Collected data
---*---

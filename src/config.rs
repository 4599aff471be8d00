use crate::error::{Error, Result};

pub const USAGE: &str = "usage: stacktime [output-threshold-percent]\n\
  output-threshold-percent: prune frames below this percent of total time \
(default 0.1)";

/// Report configuration handed to [`crate::state::State::finalize`].
#[derive(Debug, Clone)]
pub struct ReportConfig {
    /// Frames below this percentage of total root time are pruned from the
    /// report, subtree included.
    pub threshold: f64,
    /// Emit the JSON document instead of the two text trees.
    pub json: bool,
}

impl Default for ReportConfig {
    fn default() -> Self {
        ReportConfig {
            threshold: 0.1,
            json: false,
        }
    }
}

impl ReportConfig {
    /// Parse the tool-argument list handed over by the embedding layer: at
    /// most one positional value, the output threshold in percent.
    pub fn from_tool_args<S: AsRef<str>>(args: &[S]) -> Result<ReportConfig> {
        let mut config = ReportConfig::default();
        match args {
            [] => {}
            [threshold] => {
                let raw = threshold.as_ref();
                config.threshold = raw.parse().map_err(|_| {
                    Error::InvalidArgument(format!("bad output threshold '{raw}'\n{USAGE}"))
                })?;
                if !(0.0..=100.0).contains(&config.threshold) {
                    return Err(Error::InvalidArgument(format!(
                        "output threshold must be a percentage, got {}\n{USAGE}",
                        config.threshold
                    )));
                }
            }
            _ => {
                return Err(Error::InvalidArgument(format!(
                    "expected at most one argument\n{USAGE}"
                )));
            }
        }
        config.json = Self::json_requested_by_env();
        Ok(config)
    }

    /// The host-runtime convention for selecting JSON output.
    pub fn json_requested_by_env() -> bool {
        std::env::var_os("KOKKOS_PROFILE_EXPORT_JSON").is_some()
    }
}

#[cfg(test)]
mod tests {
    use super::*;

    #[test]
    fn no_arguments_means_defaults() {
        let config = ReportConfig::from_tool_args::<&str>(&[]).unwrap();
        assert_eq!(config.threshold, 0.1);
    }

    #[test]
    fn one_argument_sets_the_threshold() {
        let config = ReportConfig::from_tool_args(&["2.5"]).unwrap();
        assert_eq!(config.threshold, 2.5);
    }

    #[test]
    fn bad_threshold_is_rejected_with_usage() {
        let err = ReportConfig::from_tool_args(&["fast"]).unwrap_err();
        assert!(err.to_string().contains("usage:"));
    }

    #[test]
    fn out_of_range_threshold_is_rejected() {
        assert!(ReportConfig::from_tool_args(&["-1"]).is_err());
        assert!(ReportConfig::from_tool_args(&["250"]).is_err());
    }

    #[test]
    fn excess_arguments_are_rejected() {
        assert!(ReportConfig::from_tool_args(&["0.1", "0.2"]).is_err());
    }
}
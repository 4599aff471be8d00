use std::collections::{BTreeSet, VecDeque};

use crate::tree::{CallTree, FrameId, NodeId};

/// Collective operations the cross-process reduction needs.
///
/// The actual communication library is the embedding tool's business; this
/// crate only states what it must be able to do. Every operation is a
/// rendezvous: all ranks call it, in the same order, with their local
/// contribution. Ranks are assumed dense `0..size()`.
pub trait Collective {
    fn rank(&self) -> u32;
    fn size(&self) -> u32;

    /// All-reduce: sum of `x` across ranks, identical on every rank.
    fn sum_f64(&self, x: f64) -> f64;
    fn max_f64(&self, x: f64) -> f64;
    fn min_f64(&self, x: f64) -> f64;
    fn max_u64(&self, x: u64) -> u64;
    fn min_u32(&self, x: u32) -> u32;

    /// Broadcast `root`'s frame list. Every rank passes its own copy (empty
    /// on non-roots) and receives `root`'s.
    fn broadcast_frames(&self, root: u32, frames: Vec<FrameId>) -> Vec<FrameId>;

    /// Route a payload from `sender` to rank 0. Returns the payload on rank
    /// 0 and `None` everywhere else.
    fn to_root(&self, sender: u32, payload: Option<String>) -> Option<String>;
}

/// The single-process collective: every operation is the identity.
pub struct NullCollective;

impl Collective for NullCollective {
    fn rank(&self) -> u32 {
        0
    }

    fn size(&self) -> u32 {
        1
    }

    fn sum_f64(&self, x: f64) -> f64 {
        x
    }

    fn max_f64(&self, x: f64) -> f64 {
        x
    }

    fn min_f64(&self, x: f64) -> f64 {
        x
    }

    fn max_u64(&self, x: u64) -> u64 {
        x
    }

    fn min_u32(&self, x: u32) -> u32 {
        x
    }

    fn broadcast_frames(&self, _root: u32, frames: Vec<FrameId>) -> Vec<FrameId> {
        frames
    }

    fn to_root(&self, _sender: u32, payload: Option<String>) -> Option<String> {
        payload
    }
}

/// True when a distributed launcher started this process as part of a
/// parallel job. Callback-only tools cannot see the communicator itself;
/// the launcher environment is the next best signal.
pub fn distributed_env_active() -> bool {
    ["OMPI_COMM_WORLD_SIZE", "PMI_SIZE", "SLURM_NTASKS"]
        .iter()
        .any(|var| std::env::var_os(var).is_some())
}

impl CallTree {
    /// Normalize statistics across ranks.
    ///
    /// Afterwards every rank holds a structurally identical tree in which
    /// `total_runtime` and `total_kernel_runtime` are sums across ranks and
    /// `max_runtime`/`avg_runtime` are filled in. Tree shapes may differ
    /// between ranks (a rank may never have reached some region), so at
    /// each node the child sets are reconciled: the lowest rank that still
    /// has unprocessed children broadcasts its (kind, name) pairs, every
    /// rank materializes a child for each pair (zero-valued where it never
    /// ran), and the election repeats until no rank has leftovers. Child
    /// sets are ordered and ranks are elected in ascending order, so all
    /// ranks walk the same queue.
    pub fn reduce(&mut self, comm: &dyn Collective) {
        let rank = comm.rank();
        let size = comm.size();
        let mut queue = VecDeque::new();
        queue.push_back(NodeId::ROOT);
        while let Some(id) = queue.pop_front() {
            let local_total = self.node(id).total_runtime;
            let local_kernel = self.node(id).total_kernel_runtime;
            let total = comm.sum_f64(local_total);
            let max = comm.max_f64(local_total);
            let avg = comm.sum_f64(local_total) / f64::from(size);
            let kernel = comm.sum_f64(local_kernel);
            {
                let node = self.node_mut(id);
                node.total_runtime = total;
                node.max_runtime = max;
                node.avg_runtime = avg;
                node.total_kernel_runtime = kernel;
            }

            let mut pending: BTreeSet<FrameId> =
                self.node(id).children.keys().cloned().collect();
            let mut bcast_rank = 0u32;
            loop {
                let payload: Vec<FrameId> = if rank == bcast_rank {
                    pending.iter().cloned().collect()
                } else {
                    Vec::new()
                };
                for frame in comm.broadcast_frames(bcast_rank, payload) {
                    let child = self.get_child(id, &frame.name, frame.kind);
                    queue.push_back(child);
                    pending.remove(&frame);
                }
                let proposal = if pending.is_empty() { size } else { rank };
                bcast_rank = comm.min_u32(proposal);
                if bcast_rank >= size {
                    break;
                }
            }
        }
    }
}

#[cfg(test)]
mod tests {
    use super::*;
    use crate::clock::now;
    use crate::tree::FrameKind;

    #[test]
    fn single_process_reduce_is_the_identity() {
        let mut tree = CallTree::new();
        let region = tree.get_child(NodeId::ROOT, "app", FrameKind::Region);
        let kernel = tree.get_child(region, "axpy", FrameKind::For);
        for id in [NodeId::ROOT, region, kernel] {
            tree.begin(id, now());
            tree.end(id, now());
        }
        tree.adopt();

        let totals: Vec<f64> = [NodeId::ROOT, region, kernel]
            .iter()
            .map(|&id| tree.node(id).total_runtime)
            .collect();

        tree.reduce(&NullCollective);

        for (&id, &before) in [NodeId::ROOT, region, kernel].iter().zip(&totals) {
            let node = tree.node(id);
            assert_eq!(node.total_runtime, before);
            assert_eq!(node.max_runtime, before);
            assert_eq!(node.avg_runtime, before);
        }
        // No nodes appear or vanish.
        assert_eq!(tree.len(), 3);
    }

    #[test]
    fn launcher_detection_reads_the_environment() {
        // Not set in the test environment by default; the helper must not
        // panic either way.
        let _ = distributed_env_active();
    }
}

---*---

* **Aim of the exercise**: The answer must consist of every line above that holds the string "contains", copied exactly.

* **Response below**:
                if !(0.0..=100.0).contains(&config.threshold) {
        assert!(err.to_string().contains("usage:"));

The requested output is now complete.